Follow-up ranged from 0.2 to 6.5 years; during the follow-up period, 56 patients died. Causes of death were infection (n=5), cardiovascular disease (n=22), cancer (n=8), cerebral vascular disease (n=4), other causes (n=4), and unknown causes (n=13). In the higher and lower Combined score groups, the median follow-up periods were 3.2 years and 3.9 years; survival was superior in the lower Combined score group (P<.001).
Following adjustments for age, sex, time on hemodialysis, primary kidney disease, body mass index (BMI), serum hemoglobin, and comorbidity index, the hazard ratio for all-cause mortality in the group with Combined score ≥5 was 3.30 (95% confidence interval [CI], 1.59-6.87; P=.001), compared with that in the group with Combined score <5. The hazard ratio per 1 point increase in the Combined score was 1.24 (95% CI, 1.11-1.39; P<.001). In subgroup analyses, there were consistent associations between higher Combined score and poor prognosis, even following adjustment for patient characteristics.
In a comparison of isolated and combined discrimination abilities of reduced functional mobility, muscle weakness, and low serum albumin with all-cause mortality, the area under the curve was increased by adding the Combined score (serum albumin, activities of daily living, gait speed, and handgrip) to patient characteristics (age, sex, time on dialysis, primary kidney disease, BMI, hemoglobin, and comorbidity index). Both NRI and IDI suggested that the addition of Combined score to patient characteristic improved discrimination of patients at high risk of mortality (NRI: 0.380; 95% CI, 0.096-0.664; P<.001; IDI: 0.29, 95% CI, 0.004-0.055; P=.025).
Study limitations cited by the authors included the single-center design; only evaluating the participants’ Combined scores at baseline; defining malnutrition based on serum albumin alone; the observational nature of the study that prevented the researchers from determining whether interventions to address functional mobility, muscle weakness, and low serum albumin would be effective in improving the prognosis of patients undergoing hemodialysis; and the inability to define the underlying mechanisms affecting the higher mortality risk in patients with reduced functional mobility, muscle weakness, and low serum albumin compared with the other populations.

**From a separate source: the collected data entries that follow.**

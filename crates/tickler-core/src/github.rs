use crate::action::{Action, ActionSink, Outcome, TicketSource};
use crate::config::GithubConfig;
use crate::error::{Result, TicklerError};
use crate::types::{Ticket, TicketFilter, TicketId};
use chrono::{DateTime, Utc};
use reqwest::blocking::{Client, RequestBuilder};
use reqwest::header::{HeaderMap, HeaderValue, ACCEPT, AUTHORIZATION, USER_AGENT};
use serde::de::DeserializeOwned;
use serde::Deserialize;
use serde_json::json;
use std::fmt;
use std::time::Duration;

const PER_PAGE: usize = 100;
const ERROR_BODY_LIMIT: usize = 512;

// ---------------------------------------------------------------------------
// RepoRef
// ---------------------------------------------------------------------------

#[derive(Debug, Clone, PartialEq, Eq)]
pub struct RepoRef {
    pub owner: String,
    pub name: String,
}

impl std::str::FromStr for RepoRef {
    type Err = TicklerError;

    fn from_str(s: &str) -> Result<Self> {
        match s.trim().split_once('/') {
            Some((owner, name))
                if !owner.is_empty() && !name.is_empty() && !name.contains('/') =>
            {
                Ok(Self {
                    owner: owner.to_string(),
                    name: name.to_string(),
                })
            }
            _ => Err(TicklerError::InvalidRepository(s.to_string())),
        }
    }
}

impl fmt::Display for RepoRef {
    fn fmt(&self, f: &mut fmt::Formatter<'_>) -> fmt::Result {
        write!(f, "{}/{}", self.owner, self.name)
    }
}

// ---------------------------------------------------------------------------
// Wire types
// ---------------------------------------------------------------------------

#[derive(Debug, Deserialize)]
struct GithubLabel {
    name: String,
}

#[derive(Debug, Deserialize)]
struct GithubIssue {
    number: u64,
    title: String,
    #[serde(default)]
    body: Option<String>,
    created_at: DateTime<Utc>,
    updated_at: DateTime<Utc>,
    #[serde(default)]
    labels: Vec<GithubLabel>,
    #[serde(default)]
    pull_request: Option<serde_json::Value>,
}

impl From<GithubIssue> for Ticket {
    fn from(issue: GithubIssue) -> Self {
        Ticket {
            id: TicketId(issue.number),
            title: issue.title,
            body: issue.body.unwrap_or_default(),
            created_at: issue.created_at,
            updated_at: issue.updated_at,
            labels: issue.labels.into_iter().map(|l| l.name).collect(),
        }
    }
}

#[derive(Debug, Deserialize)]
struct CreatedIssue {
    number: u64,
}

// ---------------------------------------------------------------------------
// GithubClient
// ---------------------------------------------------------------------------

/// Issues REST client for a single repository.
pub struct GithubClient {
    http: Client,
    api_base: String,
    repo: RepoRef,
}

fn truncate_for_error(body: &str) -> String {
    if body.chars().count() <= ERROR_BODY_LIMIT {
        return body.to_string();
    }
    let cut: String = body.chars().take(ERROR_BODY_LIMIT).collect();
    format!("{cut}...")
}

impl GithubClient {
    pub fn new(config: &GithubConfig, token: &str, repo: RepoRef) -> Result<Self> {
        let mut headers = HeaderMap::new();
        headers.insert(USER_AGENT, HeaderValue::from_static("tickler"));
        headers.insert(
            ACCEPT,
            HeaderValue::from_static("application/vnd.github+json"),
        );
        headers.insert(
            "x-github-api-version",
            HeaderValue::from_static("2022-11-28"),
        );
        let auth = HeaderValue::from_str(&format!("Bearer {}", token.trim()))
            .map_err(|_| TicklerError::Config("token is not a valid header value".to_string()))?;
        headers.insert(AUTHORIZATION, auth);

        let http = Client::builder()
            .default_headers(headers)
            .timeout(Duration::from_secs(config.timeout_secs.max(1)))
            .build()?;
        Ok(Self {
            http,
            api_base: config.api_base.trim_end_matches('/').to_string(),
            repo,
        })
    }

    pub fn repo(&self) -> &RepoRef {
        &self.repo
    }

    fn issues_url(&self) -> String {
        format!(
            "{}/repos/{}/{}/issues",
            self.api_base, self.repo.owner, self.repo.name
        )
    }

    fn send_json<T: DeserializeOwned>(&self, request: RequestBuilder) -> Result<T> {
        let response = request.send()?;
        let status = response.status();
        if !status.is_success() {
            let body = response.text().unwrap_or_default();
            return Err(TicklerError::Api {
                status: status.as_u16(),
                body: truncate_for_error(&body),
            });
        }
        Ok(response.json()?)
    }

    /// All open issues (pull requests excluded), following pagination.
    pub fn list_open_issues(&self, filter: &TicketFilter) -> Result<Vec<Ticket>> {
        let labels = filter.labels.join(",");
        let per_page = PER_PAGE.to_string();
        let mut tickets = Vec::new();
        let mut page = 1_u32;
        loop {
            let page_value = page.to_string();
            let mut request = self.http.get(self.issues_url()).query(&[
                ("state", "open"),
                ("per_page", per_page.as_str()),
                ("page", page_value.as_str()),
            ]);
            if !labels.is_empty() {
                request = request.query(&[("labels", labels.as_str())]);
            }
            let chunk: Vec<GithubIssue> = self.send_json(request)?;
            let chunk_len = chunk.len();
            tickets.extend(
                chunk
                    .into_iter()
                    .filter(|issue| issue.pull_request.is_none())
                    .map(Ticket::from),
            );
            if chunk_len < PER_PAGE {
                break;
            }
            page = page.saturating_add(1);
        }
        tracing::debug!(repo = %self.repo, count = tickets.len(), "listed open issues");
        Ok(tickets)
    }

    pub fn create_ticket(&self, title: &str, body: &str, labels: &[String]) -> Result<TicketId> {
        let payload = json!({ "title": title, "body": body, "labels": labels });
        let created: CreatedIssue =
            self.send_json(self.http.post(self.issues_url()).json(&payload))?;
        Ok(TicketId(created.number))
    }

    pub fn add_labels(&self, ticket: TicketId, labels: &[String]) -> Result<()> {
        let url = format!("{}/{}/labels", self.issues_url(), ticket);
        let _: serde_json::Value =
            self.send_json(self.http.post(url).json(&json!({ "labels": labels })))?;
        Ok(())
    }

    pub fn post_comment(&self, ticket: TicketId, body: &str) -> Result<()> {
        let url = format!("{}/{}/comments", self.issues_url(), ticket);
        let _: serde_json::Value =
            self.send_json(self.http.post(url).json(&json!({ "body": body })))?;
        Ok(())
    }
}

impl TicketSource for GithubClient {
    fn list_open_tickets(&self, filter: &TicketFilter) -> Result<Vec<Ticket>> {
        self.list_open_issues(filter)
    }
}

impl ActionSink for GithubClient {
    fn apply(&self, action: &Action) -> Result<Outcome> {
        match action {
            Action::CreateTicket {
                title,
                body,
                labels,
                ..
            } => {
                let id = self.create_ticket(title, body, labels)?;
                Ok(Outcome::Created { id })
            }
            Action::AddLabels { ticket, labels } => {
                self.add_labels(*ticket, labels)?;
                Ok(Outcome::Applied)
            }
            Action::PostComment { ticket, body } => {
                self.post_comment(*ticket, body)?;
                Ok(Outcome::Applied)
            }
        }
    }
}
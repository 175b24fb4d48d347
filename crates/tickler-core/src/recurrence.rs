use crate::error::{Result, TicklerError};
use chrono::{DateTime, Duration, NaiveDate, NaiveDateTime, NaiveTime, Timelike, Utc};
use rrule::{RRule, RRuleSet, Unvalidated};
use serde::Serialize;

// ---------------------------------------------------------------------------
// Recurrence
// ---------------------------------------------------------------------------

/// An anchored series of occurrences.
pub trait Recurrence {
    /// Latest occurrence `<= at`, if any.
    fn latest_at_or_before(&self, at: DateTime<Utc>) -> Option<DateTime<Utc>>;

    /// Earliest occurrence `> at`, or `None` once the series is exhausted.
    fn earliest_after(&self, at: DateTime<Utc>) -> Option<DateTime<Utc>>;
}

/// RFC 5545 recurrence rule expanded by the `rrule` crate.
#[derive(Debug, Clone)]
pub struct RRuleRecurrence {
    set: RRuleSet,
}

/// True when `part` is the property or parameter `key` (`KEY=`, `KEY:` or
/// `KEY;`), ignoring case.
fn is_property(part: &str, key: &str) -> bool {
    let part = part.trim_start();
    part.get(..key.len())
        .is_some_and(|p| p.eq_ignore_ascii_case(key))
        && matches!(part.as_bytes().get(key.len()), Some(b'=' | b':' | b';'))
}

/// Reduce `text` to the bare `FREQ=...;...` parts, dropping the `RRULE:`
/// prefix and any start date, whether given as a `DTSTART:` line or as a
/// `DTSTART=` part.
fn rule_parts(text: &str) -> std::result::Result<Vec<&str>, String> {
    let lines: Vec<&str> = text
        .lines()
        .map(str::trim)
        .filter(|l| !l.is_empty() && !is_property(l, "DTSTART"))
        .collect();
    let [line] = lines[..] else {
        return Err(format!("expected one rule line, found {}", lines.len()));
    };
    let line = match line.get(..6) {
        Some(prefix) if prefix.eq_ignore_ascii_case("RRULE:") => &line[6..],
        _ => line,
    };
    Ok(line
        .split(';')
        .map(str::trim)
        .filter(|p| !p.is_empty() && !is_property(p, "DTSTART"))
        .collect())
}

fn rule_field<'a>(parts: &[&'a str], name: &str) -> Option<&'a str> {
    parts.iter().find_map(|p| {
        p.split_once('=')
            .filter(|(k, _)| k.trim().eq_ignore_ascii_case(name))
            .map(|(_, v)| v.trim())
    })
}

/// Length of one period for frequencies that have a fixed length in UTC.
fn fixed_period(freq: &str) -> Option<Duration> {
    match freq.to_ascii_uppercase().as_str() {
        "SECONDLY" => Some(Duration::seconds(1)),
        "MINUTELY" => Some(Duration::minutes(1)),
        "HOURLY" => Some(Duration::hours(1)),
        "DAILY" => Some(Duration::days(1)),
        "WEEKLY" => Some(Duration::weeks(1)),
        _ => None,
    }
}

fn parse_until(value: &str) -> Option<DateTime<Utc>> {
    let value = value.trim_end_matches(['Z', 'z']);
    NaiveDateTime::parse_from_str(value, "%Y%m%dT%H%M%S")
        .ok()
        .or_else(|| {
            NaiveDate::parse_from_str(value, "%Y%m%d")
                .ok()
                .map(|d| d.and_time(NaiveTime::MIN))
        })
        .map(|dt| dt.and_utc())
}

/// Latest start on the rule's own period grid that lies strictly before
/// `horizon`. Starting there yields the same occurrences from the new start
/// onward. Rules with a `COUNT`, with calendar-length periods, or whose
/// `UNTIL` precedes the new start keep `anchor`.
fn fast_forward(parts: &[&str], anchor: DateTime<Utc>, horizon: DateTime<Utc>) -> DateTime<Utc> {
    if rule_field(parts, "COUNT").is_some() {
        return anchor;
    }
    let Some(period) = rule_field(parts, "FREQ").and_then(fixed_period) else {
        return anchor;
    };
    let interval = rule_field(parts, "INTERVAL")
        .and_then(|v| v.parse::<i64>().ok())
        .filter(|i| *i > 0)
        .unwrap_or(1);
    let step = period.num_seconds() * interval;
    let gap = (horizon - anchor).num_seconds();
    if gap <= 0 {
        return anchor;
    }
    let start = anchor + Duration::seconds((gap - 1) / step * step);
    match rule_field(parts, "UNTIL") {
        Some(until) if !parse_until(until).is_some_and(|u| u >= start) => anchor,
        _ => start,
    }
}

impl RRuleRecurrence {
    /// Parse `text` (with or without an `RRULE:` prefix) and anchor it at
    /// `anchor`. Any DTSTART in the text is ignored.
    pub fn parse(text: &str, anchor: DateTime<Utc>) -> Result<Self> {
        Self::parse_from(text, anchor, anchor)
    }

    /// Like [`parse`](Self::parse), but expansion may start from the last
    /// period before `horizon`. Occurrences earlier than that are dropped;
    /// every later one is kept.
    pub fn parse_from(text: &str, anchor: DateTime<Utc>, horizon: DateTime<Utc>) -> Result<Self> {
        let invalid = |reason: String| TicklerError::InvalidRule {
            rule: text.to_string(),
            reason,
        };

        let parts = rule_parts(text).map_err(invalid)?;
        let rule: RRule<Unvalidated> = parts.join(";").parse().map_err(|e| invalid(format!("{e}")))?;
        let anchor = anchor.with_nanosecond(0).unwrap_or(anchor);
        let dt_start = fast_forward(&parts, anchor, horizon).with_timezone(&rrule::Tz::UTC);
        let set = rule.build(dt_start).map_err(|e| invalid(format!("{e}")))?;
        Ok(Self { set })
    }

    fn occurrences(&self) -> impl Iterator<Item = DateTime<Utc>> + '_ {
        (&self.set).into_iter().map(|dt| dt.with_timezone(&Utc))
    }
}

impl Recurrence for RRuleRecurrence {
    fn latest_at_or_before(&self, at: DateTime<Utc>) -> Option<DateTime<Utc>> {
        self.occurrences().take_while(|o| *o <= at).last()
    }

    fn earliest_after(&self, at: DateTime<Utc>) -> Option<DateTime<Utc>> {
        self.occurrences().find(|o| *o > at)
    }
}

// ---------------------------------------------------------------------------
// RecurrenceDecision
// ---------------------------------------------------------------------------

#[derive(Debug, Clone, Copy, PartialEq, Eq, Serialize)]
#[serde(tag = "decision", rename_all = "snake_case")]
pub enum RecurrenceDecision {
    CloneNow { occurrence: DateTime<Utc> },
    NotYet { next: Option<DateTime<Utc>> },
}

// ---------------------------------------------------------------------------
// Scheduler
// ---------------------------------------------------------------------------

/// Decides whether a recurring ticket is due for a fresh occurrence.
///
/// An occurrence counts if it falls within `window` before `now`. The tool is
/// meant to run at least once per window, so each occurrence is cloned once.
#[derive(Debug, Clone, Copy)]
pub struct Scheduler {
    window: Duration,
}

impl Default for Scheduler {
    fn default() -> Self {
        Self::new(Duration::hours(24))
    }
}

impl Scheduler {
    pub fn new(window: Duration) -> Self {
        Self { window }
    }

    pub fn evaluate(
        &self,
        rule_text: &str,
        anchor: DateTime<Utc>,
        now: DateTime<Utc>,
    ) -> Result<RecurrenceDecision> {
        // Only occurrences inside the window matter, so expansion can skip
        // the periods before it.
        let rule = RRuleRecurrence::parse_from(rule_text, anchor, now - self.window)?;
        Ok(self.decide(&rule, now))
    }

    pub fn decide(&self, rule: &impl Recurrence, now: DateTime<Utc>) -> RecurrenceDecision {
        if let Some(occurrence) = rule.latest_at_or_before(now) {
            if now - occurrence <= self.window {
                return RecurrenceDecision::CloneNow { occurrence };
            }
        }
        RecurrenceDecision::NotYet {
            next: rule.earliest_after(now),
        }
    }
}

In conclusion, the researchers said, “Reduced functional mobility, muscle weakness, and low serum albumin are associated with poor prognosis in hemodialysis patients. Furthermore, the combined use of reduced functional mobility, muscle power, and serum albumin increases prognostic discrimination capability compared with each component alone in patients on hemodialysis.”
- Researchers in Japan conducted a retrospective study to examine the associations of reduced functional mobility, muscle weakness, and low serum albumin, in combination and alone, with all-cause mortality in patients undergoing hemodialysis therapy.
- Patients with a high Combined score had a lower cumulative survival rate than those with a low Combined score (hazard ratio,. 3.30; 95% confidence interval, 1.59-6.87; P=.001).
- Adding the Combined score to patient characteristics improved discrimination of patients at high risk of mortality.